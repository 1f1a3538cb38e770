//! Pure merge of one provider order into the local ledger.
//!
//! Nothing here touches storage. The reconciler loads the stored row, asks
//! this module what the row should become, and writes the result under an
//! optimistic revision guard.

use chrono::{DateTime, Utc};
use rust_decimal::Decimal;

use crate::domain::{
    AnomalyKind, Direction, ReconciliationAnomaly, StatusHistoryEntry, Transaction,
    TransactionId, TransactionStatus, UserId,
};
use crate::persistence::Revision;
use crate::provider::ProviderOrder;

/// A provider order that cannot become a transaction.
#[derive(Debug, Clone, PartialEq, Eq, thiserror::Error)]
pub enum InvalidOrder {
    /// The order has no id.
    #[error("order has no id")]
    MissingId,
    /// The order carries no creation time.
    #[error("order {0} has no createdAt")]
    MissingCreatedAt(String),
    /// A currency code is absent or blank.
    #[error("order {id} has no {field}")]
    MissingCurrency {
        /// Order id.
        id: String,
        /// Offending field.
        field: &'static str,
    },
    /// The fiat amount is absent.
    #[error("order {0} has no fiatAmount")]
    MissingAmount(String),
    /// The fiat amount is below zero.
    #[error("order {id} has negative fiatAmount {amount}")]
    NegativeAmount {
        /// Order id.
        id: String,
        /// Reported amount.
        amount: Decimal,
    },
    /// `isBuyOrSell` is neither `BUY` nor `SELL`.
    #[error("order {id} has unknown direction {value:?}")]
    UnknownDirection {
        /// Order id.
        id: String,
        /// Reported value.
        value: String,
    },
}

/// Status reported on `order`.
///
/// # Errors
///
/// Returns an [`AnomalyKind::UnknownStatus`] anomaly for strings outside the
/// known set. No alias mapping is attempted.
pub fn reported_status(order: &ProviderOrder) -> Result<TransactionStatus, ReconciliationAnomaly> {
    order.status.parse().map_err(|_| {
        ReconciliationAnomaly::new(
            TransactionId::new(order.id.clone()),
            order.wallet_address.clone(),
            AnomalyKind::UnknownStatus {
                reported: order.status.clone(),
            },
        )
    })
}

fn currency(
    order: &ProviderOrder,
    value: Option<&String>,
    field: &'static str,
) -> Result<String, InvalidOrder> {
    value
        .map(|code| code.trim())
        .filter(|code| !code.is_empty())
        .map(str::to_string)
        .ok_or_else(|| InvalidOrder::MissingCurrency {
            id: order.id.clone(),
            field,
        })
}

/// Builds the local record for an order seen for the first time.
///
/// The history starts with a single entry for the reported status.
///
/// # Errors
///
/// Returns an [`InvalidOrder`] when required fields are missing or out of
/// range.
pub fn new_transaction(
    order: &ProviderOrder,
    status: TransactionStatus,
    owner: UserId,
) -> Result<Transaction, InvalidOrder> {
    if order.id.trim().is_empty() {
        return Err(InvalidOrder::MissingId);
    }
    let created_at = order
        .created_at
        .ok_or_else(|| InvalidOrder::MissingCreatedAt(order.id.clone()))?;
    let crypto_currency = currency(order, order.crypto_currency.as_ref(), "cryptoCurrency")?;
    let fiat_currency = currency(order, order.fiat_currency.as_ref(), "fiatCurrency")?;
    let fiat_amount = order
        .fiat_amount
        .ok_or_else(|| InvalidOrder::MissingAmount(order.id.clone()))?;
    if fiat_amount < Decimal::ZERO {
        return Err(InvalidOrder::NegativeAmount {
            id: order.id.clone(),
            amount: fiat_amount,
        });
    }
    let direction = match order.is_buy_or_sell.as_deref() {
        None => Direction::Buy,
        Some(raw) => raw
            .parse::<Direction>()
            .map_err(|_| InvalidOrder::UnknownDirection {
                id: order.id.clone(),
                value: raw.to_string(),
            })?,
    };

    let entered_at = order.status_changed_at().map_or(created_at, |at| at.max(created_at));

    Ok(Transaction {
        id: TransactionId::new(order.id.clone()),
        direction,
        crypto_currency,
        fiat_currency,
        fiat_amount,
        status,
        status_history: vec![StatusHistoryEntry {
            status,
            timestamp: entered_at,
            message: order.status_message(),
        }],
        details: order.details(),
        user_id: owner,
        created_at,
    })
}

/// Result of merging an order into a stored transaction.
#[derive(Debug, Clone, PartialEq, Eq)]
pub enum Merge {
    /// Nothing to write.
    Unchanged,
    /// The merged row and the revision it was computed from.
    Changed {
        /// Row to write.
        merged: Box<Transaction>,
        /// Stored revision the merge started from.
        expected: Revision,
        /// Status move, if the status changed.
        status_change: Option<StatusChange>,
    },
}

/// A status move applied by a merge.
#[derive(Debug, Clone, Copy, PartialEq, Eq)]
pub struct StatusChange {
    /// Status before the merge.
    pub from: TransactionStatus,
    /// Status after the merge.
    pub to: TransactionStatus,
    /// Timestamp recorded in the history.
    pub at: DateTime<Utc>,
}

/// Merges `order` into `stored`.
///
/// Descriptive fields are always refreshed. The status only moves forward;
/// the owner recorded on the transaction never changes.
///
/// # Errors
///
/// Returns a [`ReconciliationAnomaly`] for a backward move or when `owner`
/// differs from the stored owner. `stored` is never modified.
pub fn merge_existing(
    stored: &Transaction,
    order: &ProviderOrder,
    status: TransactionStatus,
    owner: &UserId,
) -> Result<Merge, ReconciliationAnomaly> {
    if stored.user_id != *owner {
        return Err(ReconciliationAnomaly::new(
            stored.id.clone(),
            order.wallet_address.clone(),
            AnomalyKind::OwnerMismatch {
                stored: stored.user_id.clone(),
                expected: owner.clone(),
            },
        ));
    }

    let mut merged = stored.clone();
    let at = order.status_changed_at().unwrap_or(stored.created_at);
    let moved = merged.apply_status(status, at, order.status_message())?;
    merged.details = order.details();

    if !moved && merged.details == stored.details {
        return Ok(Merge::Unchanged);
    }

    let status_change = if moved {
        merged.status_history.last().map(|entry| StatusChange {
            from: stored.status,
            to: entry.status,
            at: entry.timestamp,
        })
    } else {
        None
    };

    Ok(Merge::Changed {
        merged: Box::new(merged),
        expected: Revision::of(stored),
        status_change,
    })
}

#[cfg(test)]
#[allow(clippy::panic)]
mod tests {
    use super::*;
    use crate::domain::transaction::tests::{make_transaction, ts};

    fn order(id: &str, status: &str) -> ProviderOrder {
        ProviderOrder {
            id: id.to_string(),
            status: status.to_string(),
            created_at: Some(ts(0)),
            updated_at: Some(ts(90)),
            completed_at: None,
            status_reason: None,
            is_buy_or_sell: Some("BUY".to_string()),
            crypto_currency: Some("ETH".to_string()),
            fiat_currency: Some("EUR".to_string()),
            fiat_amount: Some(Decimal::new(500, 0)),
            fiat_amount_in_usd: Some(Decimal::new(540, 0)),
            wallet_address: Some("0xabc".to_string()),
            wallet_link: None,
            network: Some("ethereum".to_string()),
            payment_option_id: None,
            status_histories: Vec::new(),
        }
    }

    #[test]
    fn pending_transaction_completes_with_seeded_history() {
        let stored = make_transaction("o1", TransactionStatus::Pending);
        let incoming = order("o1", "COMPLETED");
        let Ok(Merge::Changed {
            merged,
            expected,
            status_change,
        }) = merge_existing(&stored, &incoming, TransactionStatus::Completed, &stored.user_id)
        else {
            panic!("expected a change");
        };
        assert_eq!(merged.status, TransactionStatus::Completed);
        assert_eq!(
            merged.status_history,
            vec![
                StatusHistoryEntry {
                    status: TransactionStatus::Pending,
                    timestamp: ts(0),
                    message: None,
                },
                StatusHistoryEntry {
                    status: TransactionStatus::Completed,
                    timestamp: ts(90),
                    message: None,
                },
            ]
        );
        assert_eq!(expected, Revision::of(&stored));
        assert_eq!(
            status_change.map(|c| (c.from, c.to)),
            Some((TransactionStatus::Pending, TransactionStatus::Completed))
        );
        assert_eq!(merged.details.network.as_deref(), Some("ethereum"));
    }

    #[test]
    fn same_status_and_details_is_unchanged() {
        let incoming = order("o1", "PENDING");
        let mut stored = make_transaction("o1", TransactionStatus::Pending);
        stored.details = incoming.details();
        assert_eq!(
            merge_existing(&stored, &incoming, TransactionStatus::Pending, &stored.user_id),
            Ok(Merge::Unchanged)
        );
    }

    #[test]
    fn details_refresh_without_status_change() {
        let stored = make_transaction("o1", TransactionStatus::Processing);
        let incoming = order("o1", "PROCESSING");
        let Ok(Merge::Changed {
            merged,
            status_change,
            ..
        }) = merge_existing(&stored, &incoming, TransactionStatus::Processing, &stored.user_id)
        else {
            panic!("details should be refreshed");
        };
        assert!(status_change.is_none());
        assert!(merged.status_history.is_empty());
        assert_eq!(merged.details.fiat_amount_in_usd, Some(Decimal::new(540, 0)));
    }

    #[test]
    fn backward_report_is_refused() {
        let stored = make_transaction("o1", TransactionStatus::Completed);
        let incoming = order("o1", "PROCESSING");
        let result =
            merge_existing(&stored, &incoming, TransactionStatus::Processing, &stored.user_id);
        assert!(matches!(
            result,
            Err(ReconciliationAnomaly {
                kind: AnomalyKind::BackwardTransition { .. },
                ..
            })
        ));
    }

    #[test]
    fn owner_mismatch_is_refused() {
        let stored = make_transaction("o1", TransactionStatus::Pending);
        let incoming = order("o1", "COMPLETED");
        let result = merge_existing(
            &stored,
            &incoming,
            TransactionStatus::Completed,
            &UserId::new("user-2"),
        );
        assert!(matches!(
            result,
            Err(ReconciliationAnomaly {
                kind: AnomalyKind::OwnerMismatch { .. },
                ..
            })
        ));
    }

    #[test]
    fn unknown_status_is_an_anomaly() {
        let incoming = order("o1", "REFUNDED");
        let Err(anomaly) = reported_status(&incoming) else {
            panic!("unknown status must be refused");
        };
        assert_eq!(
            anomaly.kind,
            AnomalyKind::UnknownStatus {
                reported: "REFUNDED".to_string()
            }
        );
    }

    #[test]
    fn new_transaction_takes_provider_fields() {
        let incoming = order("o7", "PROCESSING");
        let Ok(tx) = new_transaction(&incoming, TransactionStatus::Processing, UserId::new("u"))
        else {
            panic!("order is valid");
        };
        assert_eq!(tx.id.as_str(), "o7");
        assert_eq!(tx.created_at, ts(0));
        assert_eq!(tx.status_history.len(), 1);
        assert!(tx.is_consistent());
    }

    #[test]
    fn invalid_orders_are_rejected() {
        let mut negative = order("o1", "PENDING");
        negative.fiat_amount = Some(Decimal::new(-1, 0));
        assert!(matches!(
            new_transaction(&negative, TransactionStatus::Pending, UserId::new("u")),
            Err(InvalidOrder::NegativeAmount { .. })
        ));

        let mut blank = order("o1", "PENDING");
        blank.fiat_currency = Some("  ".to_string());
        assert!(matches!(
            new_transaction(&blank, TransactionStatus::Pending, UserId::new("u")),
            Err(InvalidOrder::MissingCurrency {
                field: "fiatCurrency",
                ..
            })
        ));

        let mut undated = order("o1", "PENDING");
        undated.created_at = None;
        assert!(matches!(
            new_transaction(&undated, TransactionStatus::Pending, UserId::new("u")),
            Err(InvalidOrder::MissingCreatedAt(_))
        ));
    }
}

=====

*AIM OF THE EXERCISE*
The required answer is a single number: the count of lines in the entries that hold the string "MissingId".

*EXERCISE ANSWER*
2